Goal of the exercise >>
Exactness is required throughout. Return every record once more.

Records supplied >>
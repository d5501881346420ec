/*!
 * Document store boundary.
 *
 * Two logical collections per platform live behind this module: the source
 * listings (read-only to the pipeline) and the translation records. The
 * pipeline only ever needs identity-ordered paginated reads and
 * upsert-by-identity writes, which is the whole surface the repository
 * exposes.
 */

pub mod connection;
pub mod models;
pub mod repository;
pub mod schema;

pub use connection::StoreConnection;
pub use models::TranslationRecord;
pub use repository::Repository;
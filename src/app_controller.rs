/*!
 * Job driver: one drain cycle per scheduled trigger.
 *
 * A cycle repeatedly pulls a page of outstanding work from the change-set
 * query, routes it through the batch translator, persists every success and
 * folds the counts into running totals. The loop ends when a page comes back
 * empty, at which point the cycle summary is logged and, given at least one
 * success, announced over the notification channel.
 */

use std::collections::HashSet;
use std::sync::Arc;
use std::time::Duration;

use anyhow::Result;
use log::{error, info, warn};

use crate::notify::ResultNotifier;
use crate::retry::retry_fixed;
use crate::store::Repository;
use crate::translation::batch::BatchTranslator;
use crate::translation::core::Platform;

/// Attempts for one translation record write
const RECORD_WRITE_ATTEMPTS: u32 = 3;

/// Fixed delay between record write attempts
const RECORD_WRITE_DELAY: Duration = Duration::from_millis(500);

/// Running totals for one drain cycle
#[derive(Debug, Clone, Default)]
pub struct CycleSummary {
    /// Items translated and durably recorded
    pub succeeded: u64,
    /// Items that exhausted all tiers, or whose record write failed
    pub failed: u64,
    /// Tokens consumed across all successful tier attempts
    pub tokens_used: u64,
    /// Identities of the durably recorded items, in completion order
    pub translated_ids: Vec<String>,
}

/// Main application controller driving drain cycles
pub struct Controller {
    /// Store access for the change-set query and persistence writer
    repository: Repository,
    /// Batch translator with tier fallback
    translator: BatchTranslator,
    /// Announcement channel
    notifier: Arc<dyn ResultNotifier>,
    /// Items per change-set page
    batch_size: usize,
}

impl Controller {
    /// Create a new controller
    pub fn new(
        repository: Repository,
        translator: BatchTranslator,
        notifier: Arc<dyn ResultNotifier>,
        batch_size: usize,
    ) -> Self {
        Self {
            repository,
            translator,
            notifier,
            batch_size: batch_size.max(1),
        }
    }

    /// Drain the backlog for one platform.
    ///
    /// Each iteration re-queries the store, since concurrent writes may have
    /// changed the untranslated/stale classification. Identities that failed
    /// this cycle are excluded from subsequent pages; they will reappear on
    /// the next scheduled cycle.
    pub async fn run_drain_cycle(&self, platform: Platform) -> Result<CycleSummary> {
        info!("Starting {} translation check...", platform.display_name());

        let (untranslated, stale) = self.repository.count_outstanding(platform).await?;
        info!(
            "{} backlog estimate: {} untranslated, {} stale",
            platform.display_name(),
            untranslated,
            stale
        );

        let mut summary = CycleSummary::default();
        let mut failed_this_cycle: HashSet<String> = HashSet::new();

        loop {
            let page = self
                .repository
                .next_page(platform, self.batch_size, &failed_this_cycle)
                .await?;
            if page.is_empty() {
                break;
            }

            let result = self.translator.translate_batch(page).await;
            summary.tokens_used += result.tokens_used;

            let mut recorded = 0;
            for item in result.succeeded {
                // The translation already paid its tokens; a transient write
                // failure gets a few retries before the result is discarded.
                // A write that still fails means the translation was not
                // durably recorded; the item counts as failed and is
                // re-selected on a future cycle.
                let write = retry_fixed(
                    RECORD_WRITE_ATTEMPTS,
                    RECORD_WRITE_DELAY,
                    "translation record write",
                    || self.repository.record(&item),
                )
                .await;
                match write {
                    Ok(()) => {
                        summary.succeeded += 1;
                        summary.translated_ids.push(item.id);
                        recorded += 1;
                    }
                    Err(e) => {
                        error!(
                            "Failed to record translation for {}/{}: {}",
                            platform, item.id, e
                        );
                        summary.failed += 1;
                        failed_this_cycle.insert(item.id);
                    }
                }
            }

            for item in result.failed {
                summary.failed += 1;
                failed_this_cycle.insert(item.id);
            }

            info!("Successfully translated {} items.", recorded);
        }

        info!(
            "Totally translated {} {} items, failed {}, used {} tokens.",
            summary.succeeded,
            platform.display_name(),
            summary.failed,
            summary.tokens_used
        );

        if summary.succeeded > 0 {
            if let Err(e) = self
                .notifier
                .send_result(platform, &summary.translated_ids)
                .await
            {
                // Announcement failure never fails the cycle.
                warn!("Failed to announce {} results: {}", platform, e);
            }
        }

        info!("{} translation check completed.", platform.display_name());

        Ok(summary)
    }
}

Expected answer >>
repository d5501881346420ec
/*!
 * Document store boundary.
 *
 * Two logical collections per platform live behind this module: the source
 * listings (read-only to the pipeline) and the translation records. The
 * pipeline only ever needs identity-ordered paginated reads and
 * upsert-by-identity writes, which is the whole surface the repository
 * exposes.
 */

pub mod connection;
pub mod models;
pub mod repository;
pub mod schema;

pub use connection::StoreConnection;
pub use models::TranslationRecord;
pub use repository::Repository;
filename src/app_controller.rs
/*!
 * Job driver: one drain cycle per scheduled trigger.
 *
 * A cycle repeatedly pulls a page of outstanding work from the change-set
 * query, routes it through the batch translator, persists every success and
 * folds the counts into running totals. The loop ends when a page comes back
 * empty, at which point the cycle summary is logged and, given at least one
 * success, announced over the notification channel.
 */

use std::collections::HashSet;
use std::sync::Arc;
use std::time::Duration;

use anyhow::Result;
use log::{error, info, warn};

use crate::notify::ResultNotifier;
use crate::retry::retry_fixed;
use crate::store::Repository;
use crate::translation::batch::BatchTranslator;
use crate::translation::core::Platform;

/// Attempts for one translation record write
const RECORD_WRITE_ATTEMPTS: u32 = 3;

/// Fixed delay between record write attempts
const RECORD_WRITE_DELAY: Duration = Duration::from_millis(500);

/// Running totals for one drain cycle
#[derive(Debug, Clone, Default)]
pub struct CycleSummary {
    /// Items translated and durably recorded
    pub succeeded: u64,
    /// Items that exhausted all tiers, or whose record write failed
    pub failed: u64,
    /// Tokens consumed across all successful tier attempts
    pub tokens_used: u64,
    /// Identities of the durably recorded items, in completion order
    pub translated_ids: Vec<String>,
}

/// Main application controller driving drain cycles
pub struct Controller {
    /// Store access for the change-set query and persistence writer
    repository: Repository,
    /// Batch translator with tier fallback
    translator: BatchTranslator,
    /// Announcement channel
    notifier: Arc<dyn ResultNotifier>,
    /// Items per change-set page
    batch_size: usize,
}

impl Controller {
    /// Create a new controller
    pub fn new(
        repository: Repository,
        translator: BatchTranslator,
        notifier: Arc<dyn ResultNotifier>,
        batch_size: usize,
    ) -> Self {
        Self {
            repository,
            translator,
            notifier,
            batch_size: batch_size.max(1),
        }
    }

    /// Drain the backlog for one platform.
    ///
    /// Each iteration re-queries the store, since concurrent writes may have
    /// changed the untranslated/stale classification. Identities that failed
    /// this cycle are excluded from subsequent pages; they will reappear on
    /// the next scheduled cycle.
    pub async fn run_drain_cycle(&self, platform: Platform) -> Result<CycleSummary> {
        info!("Starting {} translation check...", platform.display_name());

        let (untranslated, stale) = self.repository.count_outstanding(platform).await?;
        info!(
            "{} backlog estimate: {} untranslated, {} stale",
            platform.display_name(),
            untranslated,
            stale
        );

        let mut summary = CycleSummary::default();
        let mut failed_this_cycle: HashSet<String> = HashSet::new();

        loop {
            let page = self
                .repository
                .next_page(platform, self.batch_size, &failed_this_cycle)
                .await?;
            if page.is_empty() {
                break;
            }

            let result = self.translator.translate_batch(page).await;
            summary.tokens_used += result.tokens_used;

            let mut recorded = 0;
            for item in result.succeeded {
                // The translation already paid its tokens; a transient write
                // failure gets a few retries before the result is discarded.
                // A write that still fails means the translation was not
                // durably recorded; the item counts as failed and is
                // re-selected on a future cycle.
                let write = retry_fixed(
                    RECORD_WRITE_ATTEMPTS,
                    RECORD_WRITE_DELAY,
                    "translation record write",
                    || self.repository.record(&item),
                )
                .await;
                match write {
                    Ok(()) => {
                        summary.succeeded += 1;
                        summary.translated_ids.push(item.id);
                        recorded += 1;
                    }
                    Err(e) => {
                        error!(
                            "Failed to record translation for {}/{}: {}",
                            platform, item.id, e
                        );
                        summary.failed += 1;
                        failed_this_cycle.insert(item.id);
                    }
                }
            }

            for item in result.failed {
                summary.failed += 1;
                failed_this_cycle.insert(item.id);
            }

            info!("Successfully translated {} items.", recorded);
        }

        info!(
            "Totally translated {} {} items, failed {}, used {} tokens.",
            summary.succeeded,
            platform.display_name(),
            summary.failed,
            summary.tokens_used
        );

        if summary.succeeded > 0 {
            if let Err(e) = self
                .notifier
                .send_result(platform, &summary.translated_ids)
                .await
            {
                // Announcement failure never fails the cycle.
                warn!("Failed to announce {} results: {}", platform, e);
            }
        }

        info!("{} translation check completed.", platform.display_name());

        Ok(summary)
    }
}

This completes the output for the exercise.